Why do you say 'no'? That is exactly the type of short recession I said you must be expecting!

let me add that the bear stearn, lehman disaster and all that, kind of have made things happen with commodity prices and inflation that might seem similar to raising interest rates. But don't be fooled. Due to all the stimulus, and everything, once things are clearing as it's doing now, the result will only be more inflation and and finally an upwards trend to long term interest rates. Into the future, some of the fire will come back, and the same upwards trend in long term interest rates seen after the 1950-s, maybe lasting for a long long time, especially with a lack of oil imposed ontop of this trend. Then in this new enviroment, recessions will be like hitting the brakes, before people borrow, and play the long term inflation trend again. It will be a totally different economy to how the 1982-2000 economy was like. If you buy a house in this new economy, and have a long term fixed rate mortage, it will not be like in Japan, but rather like in 1950, when you could borrow at very low rates, only to 15 years later have seen that the mortage payments were "nothing", even the mortage was big in 1950. Inflation will be much higher than we have been used to from the 80-90-s era.

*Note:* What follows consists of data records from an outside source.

// =============================================================================
// Idempotence and convergence
// =============================================================================

#[tokio::test]
async fn second_run_is_skipped_by_hash() {
    let db = memory_db().await;
    let dir = tempfile::tempdir().unwrap();
    let schema = demo_schema("VARCHAR(50)", INDEXED);

    let first = sync_schema(&db, dir.path(), &schema).await;
    assert_eq!(first.history, ["Create tbl_demo", "Create ix_demo on tbl_demo"]);

    let second = sync_schema(&db, dir.path(), &schema).await;
    assert!(second.skipped);
    assert!(second.statements.is_empty());
}

#[tokio::test]
async fn converged_database_plans_nothing() {
    let db = memory_db().await;
    let dir = tempfile::tempdir().unwrap();
    let schema = demo_schema("VARCHAR(50)", INDEXED);
    sync_schema(&db, dir.path(), &schema).await;

    // Bypass the hash gate and diff against the live database again.
    let sync = synchronizer(&db, dir.path(), &schema, "{}").await;
    let report = sync.plan(SyncKind::Schema).await.unwrap();
    assert!(report.is_noop(), "unexpected steps: {:?}", report.history);
    assert!(report.statements.is_empty());

    let live = Introspector::new(db.clone()).snapshot().await.unwrap();
    let table = live.get_table("tbl_demo").unwrap();
    let fields: Vec<(&str, &str)> = table
        .fields
        .iter()
        .map(|f| (f.name.as_str(), f.sql_type.as_str()))
        .collect();
    assert_eq!(fields, [("id", "INTEGER"), ("name", "VARCHAR(50)"), ("code", "VARCHAR(20)")]);
    assert_eq!(table.indexes.len(), 1);
    assert_eq!(table.indexes["ix_demo"], ["name"]);
}

#[tokio::test]
async fn state_table_is_never_treated_as_orphan() {
    let db = memory_db().await;
    let dir = tempfile::tempdir().unwrap();
    sync_schema(&db, dir.path(), &demo_schema("VARCHAR(50)", "")).await;
    sync_schema(&db, dir.path(), &demo_schema("VARCHAR(60)", "")).await;

    let names = tables(&db).await;
    assert!(names.contains(&"dbsync_state".to_string()));
    assert!(!names.contains(&"__dbsync_state__".to_string()));
}

// =============================================================================
// Data-preserving alteration
// =============================================================================

#[tokio::test]
async fn widening_a_column_preserves_rows() {
    let db = memory_db().await;
    let dir = tempfile::tempdir().unwrap();
    sync_schema(&db, dir.path(), &demo_schema("VARCHAR(50)", INDEXED)).await;

    for name in ["alpha", "beta", "gamma"] {
        db.execute(&format!("INSERT INTO tbl_demo (name, code) VALUES ('{name}', 'c')"))
            .await
            .unwrap();
    }

    let report = sync_schema(&db, dir.path(), &demo_schema("VARCHAR(100)", INDEXED)).await;
    assert_eq!(report.history, ["Alter tbl_demo", "Create ix_demo on tbl_demo"]);

    assert_eq!(count(&db, "tbl_demo").await, 3);
    assert!(!tables(&db).await.contains(&"__tbl_demo__".to_string()));

    let fields = Introspector::new(db.clone()).list_fields("tbl_demo").await.unwrap();
    assert_eq!(fields[1].sql_type, "VARCHAR(100)");

    let names = db
        .fetch_column("SELECT name FROM tbl_demo ORDER BY id", &[])
        .await
        .unwrap();
    assert_eq!(names, ["alpha", "beta", "gamma"]);
}

#[tokio::test]
async fn tbl_demo_varchar_scenario() {
    let db = memory_db().await;
    let dir = tempfile::tempdir().unwrap();
    let schema = |name_type: &str| {
        format!(
            r#"{{"tables":[{{"name":"tbl_demo","fields":[
                {{"name":"id","type":"INTEGER","pkey":"true"}},
                {{"name":"name","type":"{name_type}"}}]}}]}}"#
        )
    };

    let report = sync_schema(&db, dir.path(), &schema("VARCHAR(50)")).await;
    assert_eq!(report.history, ["Create tbl_demo"]);
    let live = Introspector::new(db.clone()).snapshot().await.unwrap();
    let table = live.get_table("tbl_demo").unwrap();
    assert_eq!(table.fields.len(), 2);
    assert!(table.indexes.is_empty());

    for name in ["a", "b", "c", "d"] {
        db.execute(&format!("INSERT INTO tbl_demo (name) VALUES ('{name}')"))
            .await
            .unwrap();
    }
    let before = count(&db, "tbl_demo").await;

    let report = sync_schema(&db, dir.path(), &schema("VARCHAR(100)")).await;
    let statements: Vec<&str> = report
        .statements
        .iter()
        .map(|s| s.split_whitespace().take(2).collect::<Vec<_>>())
        .map(|words| match words.as_slice() {
            ["ALTER", "TABLE"] => "rename",
            ["CREATE", "TABLE"] => "create",
            ["INSERT", "INTO"] => "copy",
            ["DROP", "TABLE"] => "drop",
            _ => "other",
        })
        .collect();
    assert_eq!(statements, ["rename", "create", "copy", "drop"]);
    assert!(report.statements[0].contains("\"__tbl_demo__\""));

    assert_eq!(count(&db, "tbl_demo").await, before);
    let fields = Introspector::new(db.clone()).list_fields("tbl_demo").await.unwrap();
    assert_eq!(fields[1].sql_type, "VARCHAR(100)");
}

#[tokio::test]
async fn added_column_is_filled_with_zero_value() {
    let db = memory_db().await;
    let dir = tempfile::tempdir().unwrap();
    sync_schema(&db, dir.path(), &demo_schema("VARCHAR(50)", "")).await;
    db.execute("INSERT INTO tbl_demo (name, code) VALUES ('alpha', 'a')")
        .await
        .unwrap();

    let schema = r#"{"tables":[{"name":"tbl_demo","fields":[
        {"name":"id","type":"INTEGER","pkey":"1"},
        {"name":"name","type":"VARCHAR(50)"},
        {"name":"code","type":"VARCHAR(20)"},
        {"name":"visits","type":"INT(11)"}]}]}"#;
    sync_schema(&db, dir.path(), schema).await;

    let visits = db
        .fetch_column("SELECT CAST(visits AS TEXT) FROM tbl_demo", &[])
        .await
        .unwrap();
    assert_eq!(visits, ["0"]);
}

// =============================================================================
// Orphans
// =============================================================================

#[tokio::test]
async fn dropped_table_is_kept_as_backup_and_restored() {
    let db = memory_db().await;
    let dir = tempfile::tempdir().unwrap();
    let with_old = r#"{"tables":[
        {"name":"tbl_demo","fields":[{"name":"id","type":"INTEGER","pkey":"1"}]},
        {"name":"tbl_old","fields":[
            {"name":"id","type":"INTEGER","pkey":"1"},
            {"name":"label","type":"VARCHAR(30)"}]}]}"#;
    let without_old = r#"{"tables":[
        {"name":"tbl_demo","fields":[{"name":"id","type":"INTEGER","pkey":"1"}]}]}"#;

    sync_schema(&db, dir.path(), with_old).await;
    db.execute("INSERT INTO tbl_old (label) VALUES ('kept')")
        .await
        .unwrap();

    let report = sync_schema(&db, dir.path(), without_old).await;
    assert_eq!(report.history, ["Rename tbl_old to __tbl_old__"]);
    let names = tables(&db).await;
    assert!(names.contains(&"__tbl_old__".to_string()));
    assert!(!names.contains(&"tbl_old".to_string()));

    let report = sync_schema(&db, dir.path(), with_old).await;
    assert_eq!(report.history, ["Rename __tbl_old__ to tbl_old"]);
    assert_eq!(count(&db, "tbl_old").await, 1);
    assert!(!tables(&db).await.contains(&"__tbl_old__".to_string()));
}

#[tokio::test]
async fn backup_with_other_shape_is_copied_back() {
    let db = memory_db().await;
    let dir = tempfile::tempdir().unwrap();
    db.execute("CREATE TABLE \"__tbl_demo__\" (id INTEGER PRIMARY KEY, name VARCHAR(10))")
        .await
        .unwrap();
    db.execute("INSERT INTO \"__tbl_demo__\" (id, name) VALUES (4, 'old')")
        .await
        .unwrap();

    let report = sync_schema(&db, dir.path(), &demo_schema("VARCHAR(50)", "")).await;
    assert_eq!(report.history, ["Alter tbl_demo from __tbl_demo__"]);
    let rows = db
        .fetch_pairs("SELECT CAST(id AS TEXT), code FROM tbl_demo", &[])
        .await
        .unwrap();
    assert_eq!(rows, [("4".to_string(), String::new())]);
    assert!(!tables(&db).await.contains(&"__tbl_demo__".to_string()));
}

#[tokio::test]
async fn backup_named_table_is_not_renamed_again() {
    let db = memory_db().await;
    let dir = tempfile::tempdir().unwrap();
    db.execute("CREATE TABLE \"__tbl_scratch__\" (id INTEGER PRIMARY KEY, label TEXT)")
        .await
        .unwrap();

    let report = sync_schema(&db, dir.path(), &demo_schema("VARCHAR(50)", "")).await;
    assert_eq!(report.history, ["Create tbl_demo"]);
    assert!(!report.statements.iter().any(|s| s.contains("RENAME")));

    let names = tables(&db).await;
    assert!(names.contains(&"__tbl_scratch__".to_string()));
    assert!(!names.contains(&"____tbl_scratch____".to_string()));
}

#[tokio::test]
async fn ignored_tables_are_left_alone() {
    let db = memory_db().await;
    let dir = tempfile::tempdir().unwrap();
    db.execute("CREATE TABLE tbl_legacy (whatever TEXT)")
        .await
        .unwrap();

    let schema = r#"{"tables":[
        {"name":"tbl_legacy","ignore":"true","fields":[{"name":"id","type":"INTEGER","pkey":"1"}]}]}"#;
    let report = sync_schema(&db, dir.path(), schema).await;
    assert!(report.is_noop());

    let fields = Introspector::new(db.clone()).list_fields("tbl_legacy").await.unwrap();
    assert_eq!(fields.len(), 1);
    assert_eq!(fields[0].name, "whatever");
}

// =============================================================================
// Indexes
// =============================================================================

#[tokio::test]
async fn changed_index_is_dropped_and_recreated_once() {
    let db = memory_db().await;
    let dir = tempfile::tempdir().unwrap();
    let other = r#"{"name":"ix_code","fields":"code"}"#;
    sync_schema(&db, dir.path(), &demo_schema("VARCHAR(50)", &format!("{INDEXED},{other}"))).await;

    let changed = r#"{"name":"ix_demo","fields":"name, code"}"#;
    let report = sync_schema(&db, dir.path(), &demo_schema("VARCHAR(50)", &format!("{changed},{other}"))).await;
    assert_eq!(report.history, ["Alter ix_demo on tbl_demo"]);
    let drops = report.statements.iter().filter(|s| s.starts_with("DROP INDEX")).count();
    let creates = report.statements.iter().filter(|s| s.starts_with("CREATE INDEX")).count();
    assert_eq!((drops, creates), (1, 1));

    let indexes = Introspector::new(db.clone()).list_indexes("tbl_demo").await.unwrap();
    assert_eq!(indexes["ix_demo"], ["name", "code"]);
    assert_eq!(indexes["ix_code"], ["code"]);
}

As EDM has said previously, the quantitative easing is designed to counter deflation and these forces are so powerful that it's unlikely that significant inflation will result.

The last major sell off in Sept/Oct started from around 1200 on the SPX. From there we went down to 741 and the VIX hit 80 something.

VIX is now 38 and in fact is starting to look oversold. SPX by contrast has only regained ground to 932. The technical indicators MACD/RSI are saying this rise is now getting "tired" imo. Stocks have already risen 20% overall (some much more, some less), but overall we are not in a bull market by any stretch yet. It may come later in the year but I doubt it will get there in one move from the extreme levels we saw 2 months ago.

With oil, we have had one major move down. The "A" wave. I believe what we are seeing now is a retracement of that massive, unprecedented fall, the "B" wave bounce. That may have some way to go yet, but that isn't the end of it. We need to see where the "C" wave sell off ends up.

The interesting thing will be the next low - the lows that are coming when we have the next sell off. If you are correct then these will hold above Oct/Nov and that will give a better picture. That's probably coming once the "good news" of the Obama inauguration is out of the way and his stimulus package is know and passed. That's probably the sell into strength moment.

Agreed, it's a bear market rally. Typically these last around 2 months (some shorter or longer) so we should be near the drop now. I've shorted the FTSE at these levels and I think 3000 is a reasonable target.

With oil, the end of the Gaza invasion and the Gazprom disputes should provide the necessary triggers. I agree on a further drop, I'd expect around $25.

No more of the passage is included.